What the task asks: Report how many lines of the entries below contain the word "self", and nothing more.

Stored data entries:
______
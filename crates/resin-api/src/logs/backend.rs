//! Collaborator seams for the log streamer.
//!
//! The session never talks HTTP or PubNub directly. It consumes three narrow
//! interfaces, which keeps it testable with scripted fakes and lets callers
//! swap the pub/sub transport.

use std::future::Future;

use bytes::Bytes;
use tokio::sync::mpsc;

use crate::client::ResinClient;
use crate::error::Error;
use crate::models::{Device, PubSubKeys};

/// Device metadata lookup.
pub trait DeviceDirectory: Send + Sync {
    /// Fetch a device by UUID, failing with [`Error::DeviceNotFound`] when
    /// nothing matches.
    fn device_by_uuid(&self, uuid: &str) -> impl Future<Output = Result<Device, Error>> + Send;
}

/// Source of pub/sub key material.
pub trait CredentialSource: Send + Sync {
    fn pubsub_keys(&self) -> impl Future<Output = Result<PubSubKeys, Error>> + Send;
}

/// A publish/subscribe transport that can follow one channel at a time per
/// subscription.
pub trait PubSubTransport: Send + Sync {
    /// Start following `channel`. Must not block: delivery happens on the
    /// returned receivers from the transport's own task.
    fn subscribe(&self, channel: &str) -> Result<Subscription, Error>;

    /// Cancel every active subscription. Idempotent.
    fn abort(&self);
}

/// The two event sources of an open subscription.
///
/// `messages` carries raw payloads exactly as the transport received them;
/// `errors` carries raw error descriptions. A transport ends a subscription
/// by dropping its senders.
#[derive(Debug)]
pub struct Subscription {
    pub messages: mpsc::UnboundedReceiver<Bytes>,
    pub errors: mpsc::UnboundedReceiver<Bytes>,
}

impl DeviceDirectory for ResinClient {
    fn device_by_uuid(&self, uuid: &str) -> impl Future<Output = Result<Device, Error>> + Send {
        ResinClient::device_by_uuid(self, uuid)
    }
}

impl CredentialSource for ResinClient {
    fn pubsub_keys(&self) -> impl Future<Output = Result<PubSubKeys, Error>> + Send {
        ResinClient::pubsub_keys(self)
    }
}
______
Written solution: 8